EXTRACTED RECORDS START

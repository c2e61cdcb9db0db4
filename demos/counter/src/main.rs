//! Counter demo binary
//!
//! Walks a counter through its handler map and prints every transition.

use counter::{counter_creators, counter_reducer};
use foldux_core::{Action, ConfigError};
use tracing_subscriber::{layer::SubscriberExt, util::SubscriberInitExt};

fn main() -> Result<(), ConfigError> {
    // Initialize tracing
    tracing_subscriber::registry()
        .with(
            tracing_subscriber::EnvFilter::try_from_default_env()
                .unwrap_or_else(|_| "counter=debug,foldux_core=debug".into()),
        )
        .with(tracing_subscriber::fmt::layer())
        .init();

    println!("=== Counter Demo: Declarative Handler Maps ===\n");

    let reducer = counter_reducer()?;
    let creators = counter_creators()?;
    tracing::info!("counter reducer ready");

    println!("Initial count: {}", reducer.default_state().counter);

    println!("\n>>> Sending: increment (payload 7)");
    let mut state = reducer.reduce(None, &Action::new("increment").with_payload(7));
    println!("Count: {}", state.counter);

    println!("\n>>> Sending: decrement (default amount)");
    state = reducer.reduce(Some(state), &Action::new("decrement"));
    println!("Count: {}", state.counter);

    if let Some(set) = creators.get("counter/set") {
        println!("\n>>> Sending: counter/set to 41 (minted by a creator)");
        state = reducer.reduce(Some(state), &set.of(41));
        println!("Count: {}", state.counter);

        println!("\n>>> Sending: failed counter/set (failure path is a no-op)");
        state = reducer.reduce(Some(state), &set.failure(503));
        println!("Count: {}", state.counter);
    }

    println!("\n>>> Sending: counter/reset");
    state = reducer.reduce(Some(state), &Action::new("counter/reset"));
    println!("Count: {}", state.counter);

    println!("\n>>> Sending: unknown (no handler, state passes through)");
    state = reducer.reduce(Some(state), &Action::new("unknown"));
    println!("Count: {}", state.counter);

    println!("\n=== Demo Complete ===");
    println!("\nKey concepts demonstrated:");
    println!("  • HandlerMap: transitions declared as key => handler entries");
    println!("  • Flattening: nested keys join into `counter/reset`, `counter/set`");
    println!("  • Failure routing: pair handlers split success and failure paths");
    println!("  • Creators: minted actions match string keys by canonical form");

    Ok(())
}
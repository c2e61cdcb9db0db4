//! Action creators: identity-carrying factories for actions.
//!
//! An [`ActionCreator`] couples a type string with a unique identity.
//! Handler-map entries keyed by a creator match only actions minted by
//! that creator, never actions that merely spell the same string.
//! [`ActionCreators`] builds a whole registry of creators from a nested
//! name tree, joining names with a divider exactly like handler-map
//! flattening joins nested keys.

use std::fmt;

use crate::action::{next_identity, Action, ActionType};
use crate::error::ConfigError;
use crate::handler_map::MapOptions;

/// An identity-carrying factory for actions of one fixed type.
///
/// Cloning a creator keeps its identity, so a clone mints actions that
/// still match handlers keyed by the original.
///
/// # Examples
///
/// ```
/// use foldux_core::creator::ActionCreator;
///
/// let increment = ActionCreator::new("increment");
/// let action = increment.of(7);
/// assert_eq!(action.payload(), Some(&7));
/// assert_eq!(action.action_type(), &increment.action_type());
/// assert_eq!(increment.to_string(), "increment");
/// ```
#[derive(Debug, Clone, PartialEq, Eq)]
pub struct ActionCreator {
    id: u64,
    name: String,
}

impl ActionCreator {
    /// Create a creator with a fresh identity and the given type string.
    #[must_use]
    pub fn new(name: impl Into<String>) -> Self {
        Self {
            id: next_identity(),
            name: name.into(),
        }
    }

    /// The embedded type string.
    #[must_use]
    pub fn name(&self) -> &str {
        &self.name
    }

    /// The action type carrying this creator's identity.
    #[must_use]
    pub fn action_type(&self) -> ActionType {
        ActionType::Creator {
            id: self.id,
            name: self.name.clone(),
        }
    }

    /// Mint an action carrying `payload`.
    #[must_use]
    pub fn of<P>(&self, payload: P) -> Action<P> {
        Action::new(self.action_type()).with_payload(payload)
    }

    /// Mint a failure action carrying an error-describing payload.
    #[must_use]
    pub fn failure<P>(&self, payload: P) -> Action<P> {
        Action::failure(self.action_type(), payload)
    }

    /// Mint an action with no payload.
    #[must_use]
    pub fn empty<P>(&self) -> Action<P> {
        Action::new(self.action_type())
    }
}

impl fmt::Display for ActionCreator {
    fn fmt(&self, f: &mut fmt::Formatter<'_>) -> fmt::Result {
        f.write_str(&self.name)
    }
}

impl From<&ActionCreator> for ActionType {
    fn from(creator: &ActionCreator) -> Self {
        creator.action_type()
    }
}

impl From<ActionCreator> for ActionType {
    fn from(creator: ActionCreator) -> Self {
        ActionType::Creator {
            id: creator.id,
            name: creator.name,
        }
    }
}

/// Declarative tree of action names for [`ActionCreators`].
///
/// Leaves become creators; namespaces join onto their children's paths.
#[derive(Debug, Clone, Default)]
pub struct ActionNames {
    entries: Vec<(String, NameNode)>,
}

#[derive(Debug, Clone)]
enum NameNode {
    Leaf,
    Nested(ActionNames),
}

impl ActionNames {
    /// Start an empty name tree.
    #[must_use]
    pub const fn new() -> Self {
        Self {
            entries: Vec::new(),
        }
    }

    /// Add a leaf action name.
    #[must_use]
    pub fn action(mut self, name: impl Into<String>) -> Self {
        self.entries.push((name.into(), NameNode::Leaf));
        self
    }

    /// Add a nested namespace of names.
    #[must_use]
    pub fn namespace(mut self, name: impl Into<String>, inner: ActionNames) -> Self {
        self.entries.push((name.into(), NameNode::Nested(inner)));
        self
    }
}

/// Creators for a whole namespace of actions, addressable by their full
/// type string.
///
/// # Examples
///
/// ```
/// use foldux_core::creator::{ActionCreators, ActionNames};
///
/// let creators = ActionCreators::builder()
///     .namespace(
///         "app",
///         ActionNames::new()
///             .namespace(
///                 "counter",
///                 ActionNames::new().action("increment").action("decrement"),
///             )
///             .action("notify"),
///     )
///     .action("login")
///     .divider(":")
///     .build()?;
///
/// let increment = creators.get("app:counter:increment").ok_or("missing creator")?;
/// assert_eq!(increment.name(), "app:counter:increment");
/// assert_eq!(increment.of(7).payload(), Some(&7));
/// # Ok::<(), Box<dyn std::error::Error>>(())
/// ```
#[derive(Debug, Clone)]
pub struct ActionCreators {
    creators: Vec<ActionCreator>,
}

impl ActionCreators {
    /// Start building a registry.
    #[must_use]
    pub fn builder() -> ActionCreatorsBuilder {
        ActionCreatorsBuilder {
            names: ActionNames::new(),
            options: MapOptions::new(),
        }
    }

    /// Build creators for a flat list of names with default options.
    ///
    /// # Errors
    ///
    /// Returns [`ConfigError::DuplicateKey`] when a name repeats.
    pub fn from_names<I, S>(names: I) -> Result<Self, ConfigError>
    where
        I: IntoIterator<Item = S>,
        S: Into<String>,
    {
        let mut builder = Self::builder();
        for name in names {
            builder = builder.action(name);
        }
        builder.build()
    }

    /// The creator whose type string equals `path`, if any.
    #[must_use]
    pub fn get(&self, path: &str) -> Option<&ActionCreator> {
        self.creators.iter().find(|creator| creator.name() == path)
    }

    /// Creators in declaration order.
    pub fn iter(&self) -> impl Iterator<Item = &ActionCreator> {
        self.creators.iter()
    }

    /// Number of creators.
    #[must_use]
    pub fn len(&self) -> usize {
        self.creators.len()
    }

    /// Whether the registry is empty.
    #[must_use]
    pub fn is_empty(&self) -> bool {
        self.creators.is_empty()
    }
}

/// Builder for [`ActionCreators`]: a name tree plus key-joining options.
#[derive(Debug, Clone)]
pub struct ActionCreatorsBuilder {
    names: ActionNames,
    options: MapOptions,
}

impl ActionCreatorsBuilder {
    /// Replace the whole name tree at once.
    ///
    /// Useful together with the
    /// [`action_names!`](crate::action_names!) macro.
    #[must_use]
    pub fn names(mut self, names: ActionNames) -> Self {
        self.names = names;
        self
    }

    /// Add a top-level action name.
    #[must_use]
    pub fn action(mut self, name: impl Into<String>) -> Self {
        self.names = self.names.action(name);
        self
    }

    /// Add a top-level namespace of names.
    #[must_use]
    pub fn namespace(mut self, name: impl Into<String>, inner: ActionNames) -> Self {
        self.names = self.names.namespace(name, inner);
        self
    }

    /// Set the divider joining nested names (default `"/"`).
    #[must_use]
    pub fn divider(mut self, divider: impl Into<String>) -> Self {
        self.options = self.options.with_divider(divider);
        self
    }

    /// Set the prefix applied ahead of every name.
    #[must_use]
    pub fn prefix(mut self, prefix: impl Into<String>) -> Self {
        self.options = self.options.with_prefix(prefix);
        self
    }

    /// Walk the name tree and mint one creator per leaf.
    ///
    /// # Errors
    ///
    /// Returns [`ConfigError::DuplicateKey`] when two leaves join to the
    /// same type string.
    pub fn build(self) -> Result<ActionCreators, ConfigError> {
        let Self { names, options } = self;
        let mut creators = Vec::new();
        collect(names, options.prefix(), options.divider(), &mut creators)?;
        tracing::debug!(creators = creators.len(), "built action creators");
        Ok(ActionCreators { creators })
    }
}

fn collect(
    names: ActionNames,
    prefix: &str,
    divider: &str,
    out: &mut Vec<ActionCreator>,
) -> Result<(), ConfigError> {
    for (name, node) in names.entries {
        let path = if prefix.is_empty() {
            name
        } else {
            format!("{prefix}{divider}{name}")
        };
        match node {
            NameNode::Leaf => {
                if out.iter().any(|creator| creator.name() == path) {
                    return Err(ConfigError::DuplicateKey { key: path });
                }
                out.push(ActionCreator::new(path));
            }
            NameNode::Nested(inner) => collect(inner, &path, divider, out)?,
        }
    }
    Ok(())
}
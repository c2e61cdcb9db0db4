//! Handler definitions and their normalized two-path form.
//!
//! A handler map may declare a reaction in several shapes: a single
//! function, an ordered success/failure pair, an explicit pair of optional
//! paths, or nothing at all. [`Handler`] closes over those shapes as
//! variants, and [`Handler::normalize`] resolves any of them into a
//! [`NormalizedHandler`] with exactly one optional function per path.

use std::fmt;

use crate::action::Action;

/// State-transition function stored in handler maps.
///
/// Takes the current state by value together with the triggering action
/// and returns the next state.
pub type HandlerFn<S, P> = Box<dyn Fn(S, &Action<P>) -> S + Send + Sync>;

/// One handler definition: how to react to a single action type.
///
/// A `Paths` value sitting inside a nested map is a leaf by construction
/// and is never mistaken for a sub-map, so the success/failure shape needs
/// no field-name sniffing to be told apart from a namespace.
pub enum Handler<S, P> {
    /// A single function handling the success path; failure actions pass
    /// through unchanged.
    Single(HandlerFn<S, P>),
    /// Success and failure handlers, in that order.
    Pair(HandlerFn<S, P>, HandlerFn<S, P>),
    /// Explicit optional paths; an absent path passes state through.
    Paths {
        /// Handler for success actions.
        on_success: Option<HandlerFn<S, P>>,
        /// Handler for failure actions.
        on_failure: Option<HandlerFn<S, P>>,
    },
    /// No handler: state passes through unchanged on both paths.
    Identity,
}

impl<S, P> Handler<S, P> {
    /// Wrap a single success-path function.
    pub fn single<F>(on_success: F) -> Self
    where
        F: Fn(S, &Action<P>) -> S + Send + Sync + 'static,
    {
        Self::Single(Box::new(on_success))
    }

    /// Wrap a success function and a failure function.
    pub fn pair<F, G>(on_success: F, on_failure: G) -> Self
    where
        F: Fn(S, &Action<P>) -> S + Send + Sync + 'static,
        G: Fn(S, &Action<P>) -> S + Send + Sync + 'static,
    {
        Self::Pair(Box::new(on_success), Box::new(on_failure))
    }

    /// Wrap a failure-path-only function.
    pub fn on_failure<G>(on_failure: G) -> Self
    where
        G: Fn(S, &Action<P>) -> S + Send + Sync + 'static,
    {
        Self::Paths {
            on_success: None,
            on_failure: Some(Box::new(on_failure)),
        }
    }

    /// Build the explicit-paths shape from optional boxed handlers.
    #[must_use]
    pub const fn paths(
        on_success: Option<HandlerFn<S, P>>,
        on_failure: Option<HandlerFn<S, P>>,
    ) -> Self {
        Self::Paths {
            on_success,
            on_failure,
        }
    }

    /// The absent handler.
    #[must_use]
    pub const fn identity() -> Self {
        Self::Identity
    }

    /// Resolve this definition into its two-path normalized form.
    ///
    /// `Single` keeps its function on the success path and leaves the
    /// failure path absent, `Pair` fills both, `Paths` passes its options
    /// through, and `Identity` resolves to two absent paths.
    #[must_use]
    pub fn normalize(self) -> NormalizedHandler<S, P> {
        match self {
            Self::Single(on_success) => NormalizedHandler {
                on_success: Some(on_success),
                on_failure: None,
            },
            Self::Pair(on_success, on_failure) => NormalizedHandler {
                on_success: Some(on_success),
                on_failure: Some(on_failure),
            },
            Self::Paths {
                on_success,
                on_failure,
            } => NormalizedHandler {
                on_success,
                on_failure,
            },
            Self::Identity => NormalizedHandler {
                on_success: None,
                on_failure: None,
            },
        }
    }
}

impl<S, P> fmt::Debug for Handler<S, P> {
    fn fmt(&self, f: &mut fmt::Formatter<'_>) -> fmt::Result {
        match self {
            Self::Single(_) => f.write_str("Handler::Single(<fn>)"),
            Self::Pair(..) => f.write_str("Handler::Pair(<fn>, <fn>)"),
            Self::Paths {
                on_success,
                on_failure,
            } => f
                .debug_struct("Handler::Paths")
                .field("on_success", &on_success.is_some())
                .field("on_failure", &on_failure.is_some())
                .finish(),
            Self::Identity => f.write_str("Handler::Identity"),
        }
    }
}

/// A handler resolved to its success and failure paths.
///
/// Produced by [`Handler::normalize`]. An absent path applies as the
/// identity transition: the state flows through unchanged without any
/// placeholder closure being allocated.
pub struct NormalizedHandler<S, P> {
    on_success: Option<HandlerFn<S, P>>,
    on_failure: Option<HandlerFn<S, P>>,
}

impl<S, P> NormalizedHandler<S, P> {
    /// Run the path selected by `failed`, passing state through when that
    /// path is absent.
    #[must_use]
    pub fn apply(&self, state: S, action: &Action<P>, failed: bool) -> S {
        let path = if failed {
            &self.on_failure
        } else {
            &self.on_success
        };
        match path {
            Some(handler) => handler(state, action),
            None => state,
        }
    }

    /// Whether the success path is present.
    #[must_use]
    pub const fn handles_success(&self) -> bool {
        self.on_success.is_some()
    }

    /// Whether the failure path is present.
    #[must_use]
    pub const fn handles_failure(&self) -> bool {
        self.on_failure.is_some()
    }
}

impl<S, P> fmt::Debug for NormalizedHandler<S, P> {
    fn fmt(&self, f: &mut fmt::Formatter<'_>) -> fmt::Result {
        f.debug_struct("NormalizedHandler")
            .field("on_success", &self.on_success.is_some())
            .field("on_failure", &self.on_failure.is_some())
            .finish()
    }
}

EXTRACTED RECORDS END

Only lines holding the word "every" are wanted here; copy each from the listing.

//! Walks a counter through its handler map and prints every transition.
    /// Set the prefix applied ahead of every name.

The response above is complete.